(Saved entries)

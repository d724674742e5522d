//! `rx-spatial` — contact detection for the `rx` reaction-flask simulator.
//!
//! A **contact** is an unordered pair of particles whose discs overlap:
//!
//! ```text
//! dist²(a, b) < (r_a + r_b)²
//! ```
//!
//! Detection is a pure function of a particle slice.  It returns contacts as
//! `(i, j)` index pairs with `i < j`, sorted ascending, i.e. exactly the
//! order a nested `for i { for j in i+1.. }` scan would visit them.  The
//! resolution phase in `rx-sim` relies on that order for determinism.
//!
//! # Broad phases
//!
//! | [`BroadPhase`]  | Cost            | Notes                                    |
//! |-----------------|-----------------|------------------------------------------|
//! | `AllPairs`      | O(n²)           | No allocation beyond the result.         |
//! | `RTree`         | O(n log n) exp. | Bulk-loads an `rstar` tree each call.    |
//!
//! Both yield identical contact lists; the narrow-phase test is shared.
//!
//! # Cargo features
//!
//! | Feature    | Effect                                                 |
//! |------------|--------------------------------------------------------|
//! | `parallel` | Runs detection on Rayon's thread pool.  Output order   |
//! |            | is unchanged.                                          |

pub mod contact;
pub mod rtree;


pub use contact::{Contact, all_pairs, overlaps};
pub use rtree::rtree_pairs;
pub use rx_core::BroadPhase;

use rx_particle::Particle;

/// Detect every overlapping pair in `particles` using `strategy`.
pub fn find_contacts(particles: &[Particle], strategy: BroadPhase) -> Vec<Contact> {
    match strategy {
        BroadPhase::AllPairs => all_pairs(particles),
        BroadPhase::RTree    => rtree_pairs(particles),
    }
}
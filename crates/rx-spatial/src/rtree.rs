//! R-tree broad phase.
//!
//! Each particle is loaded as a point.  Particle `i` can only overlap a
//! particle whose centre lies within `r_i + r_max`, so that distance bounds
//! the neighbourhood query; the shared [`overlaps`] test then filters the
//! candidates exactly as the all-pairs scan would.

use rstar::{PointDistance, RTree, RTreeObject, AABB};
use rx_core::Vec2;
use rx_particle::Particle;

use crate::contact::{Contact, overlaps};

// ── R-tree entry ──────────────────────────────────────────────────────────────

/// A particle centre plus its index in the detected slice.
#[derive(Clone)]
struct ParticleEntry {
    point: [f32; 2],
    index: usize,
}

impl RTreeObject for ParticleEntry {
    type Envelope = AABB<[f32; 2]>;
    fn envelope(&self) -> Self::Envelope {
        AABB::from_point(self.point)
    }
}

impl PointDistance for ParticleEntry {
    fn distance_2(&self, point: &[f32; 2]) -> f32 {
        (Vec2::from(self.point) - Vec2::from(*point)).length_squared()
    }
}

// ── Query ─────────────────────────────────────────────────────────────────────

/// Contacts of particle `i` with higher-indexed particles, ascending `j`.
fn neighbours_after(
    tree:      &RTree<ParticleEntry>,
    particles: &[Particle],
    max_reach: f32,
    i:         usize,
) -> Vec<Contact> {
    let a = &particles[i];
    let query = a.radius() + max_reach;
    let mut found: Vec<Contact> = tree
        .locate_within_distance(a.pos.to_array(), query * query)
        .filter(|e| e.index > i && overlaps(a, &particles[e.index]))
        .map(|e| Contact { i, j: e.index })
        .collect();
    found.sort_unstable();
    found
}

/// Detect contacts through a freshly bulk-loaded R-tree.
pub fn rtree_pairs(particles: &[Particle]) -> Vec<Contact> {
    if particles.len() < 2 {
        return Vec::new();
    }

    let entries: Vec<ParticleEntry> = particles
        .iter()
        .enumerate()
        .map(|(index, p)| ParticleEntry { point: p.pos.to_array(), index })
        .collect();
    let tree = RTree::bulk_load(entries);
    let max_reach = particles
        .iter()
        .map(Particle::radius)
        .fold(0.0_f32, f32::max);

    #[cfg(not(feature = "parallel"))]
    {
        (0..particles.len())
            .flat_map(|i| neighbours_after(&tree, particles, max_reach, i))
            .collect()
    }

    #[cfg(feature = "parallel")]
    {
        use rayon::prelude::*;

        (0..particles.len())
            .into_par_iter()
            .flat_map_iter(|i| neighbours_after(&tree, particles, max_reach, i))
            .collect()
    }
}
//! `SimOutputObserver<W>` — bridges `SimObserver` to an `OutputWriter`.

use rx_core::{SimConfig, Tick};
use rx_particle::{Population, PopulationSummary};
use rx_sim::{SimObserver, StepReport};

use crate::row::{ParticleSnapshotRow, TickSummaryRow};
use crate::writer::OutputWriter;
use crate::{OutputError, OutputResult};

/// A [`SimObserver`] that writes tick summaries and particle snapshots to
/// any [`OutputWriter`] backend.
///
/// Each [`Sim::reset`][rx_sim::Sim::reset] starts a new `run`: ticks restart
/// from 0, and every row carries the run it belongs to.
///
/// Errors from the writer are stored internally because `SimObserver` methods
/// have no return value.  After `sim.run()` returns, check for errors with
/// [`take_error`][Self::take_error].
pub struct SimOutputObserver<W: OutputWriter> {
    writer:     W,
    fps:        u32,
    run:        u32,
    last_error: Option<OutputError>,
}

impl<W: OutputWriter> SimOutputObserver<W> {
    /// Create an observer backed by `writer`, using `config.fps` to convert
    /// ticks to simulated seconds.
    pub fn new(writer: W, config: &SimConfig) -> Self {
        Self { writer, fps: config.fps, run: 0, last_error: None }
    }

    /// The run rows are currently tagged with (0 until the first reset).
    #[inline]
    pub fn run(&self) -> u32 {
        self.run
    }

    /// Take the stored write error (if any) after `sim.run()` returns.
    pub fn take_error(&mut self) -> Option<OutputError> {
        self.last_error.take()
    }

    /// Unwrap the inner writer.
    pub fn into_writer(self) -> W {
        self.writer
    }

    /// Flush the writer outside of `run` (for `run_ticks` / `step` hosts).
    pub fn finish(&mut self) {
        let result = self.writer.finish();
        self.store_err(result);
    }

    fn store_err(&mut self, result: OutputResult<()>) {
        if let Err(e) = result {
            // Keep only the first error.
            if self.last_error.is_none() {
                self.last_error = Some(e);
            }
        }
    }
}

impl<W: OutputWriter> SimObserver for SimOutputObserver<W> {
    fn on_tick_end(&mut self, tick: Tick, report: &StepReport, summary: &PopulationSummary) {
        let elapsed = (tick.0 + 1) as f64 / self.fps.max(1) as f64;
        let row = TickSummaryRow::new(
            self.run,
            tick,
            elapsed,
            summary,
            report.reaction_count(),
            report.bounces,
        );
        let result = self.writer.write_tick_summary(&row);
        self.store_err(result);
    }

    fn on_snapshot(&mut self, tick: Tick, population: &Population) {
        let rows: Vec<ParticleSnapshotRow> =
            population.iter().map(|p| ParticleSnapshotRow::new(self.run, tick, p)).collect();

        if !rows.is_empty() {
            let result = self.writer.write_snapshots(&rows);
            self.store_err(result);
        }
    }

    fn on_reset(&mut self, _summary: &PopulationSummary) {
        self.run += 1;
    }

    fn on_sim_end(&mut self, _final_tick: Tick) {
        self.finish();
    }
}
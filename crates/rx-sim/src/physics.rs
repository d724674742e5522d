//! Motion: linear integration, wall reflection, and the pairwise bounce.

use rx_core::{Bounds, Vec2};
use rx_particle::Particle;

/// Substituted for `dist²` when two centres coincide exactly.  The normal
/// then collapses to zero and the bounce transfers nothing.
pub const COINCIDENT_EPSILON: f32 = 1e-6;

/// Advance every particle by `dt`, reflect off the walls, and age its
/// counters.  Touches each particle once; order-insensitive.
pub fn integrate(particles: &mut [Particle], bounds: Bounds, dt: f32) {
    for p in particles {
        p.pos += p.vel * dt;
        let r = p.radius();
        p.vel.x = reflect(p.pos.x, p.vel.x, r, bounds.width);
        p.vel.y = reflect(p.pos.y, p.vel.y, r, bounds.height);
        p.age();
    }
}

/// Velocity component after the wall check on one axis.
///
/// Outside `[r, extent − r]` the component is pointed back toward the
/// interior.  Position is left alone; the next integration carries the
/// particle back in.
#[inline]
pub fn reflect(x: f32, v: f32, r: f32, extent: f32) -> f32 {
    if x < r {
        v.abs()
    } else if x > extent - r {
        -v.abs()
    } else {
        v
    }
}

/// Unit-mass normal-impulse exchange between two overlapping particles.
///
/// The relative velocity is projected onto the line of centres and that
/// component is moved from `a` to `b`.  There is no mass term and no
/// approach test: the exchange happens whenever the pair overlaps.
pub fn bounce(a: &mut Particle, b: &mut Particle) {
    let delta = a.pos - b.pos;
    let mut d2 = delta.length_squared();
    if d2 == 0.0 {
        d2 = COINCIDENT_EPSILON;
    }
    let normal: Vec2 = delta / d2.sqrt();
    let p = (a.vel - b.vel).dot(normal);
    a.vel -= p * normal;
    b.vel += p * normal;
}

# [What is needed]
Which lines in the data above hold the word "every"? Return each of them.

# [Reply to the exercise]
/// Detect every overlapping pair in `particles` using `strategy`.
/// from 0, and every row carries the run it belongs to.
/// Advance every particle by `dt`, reflect off the walls, and age its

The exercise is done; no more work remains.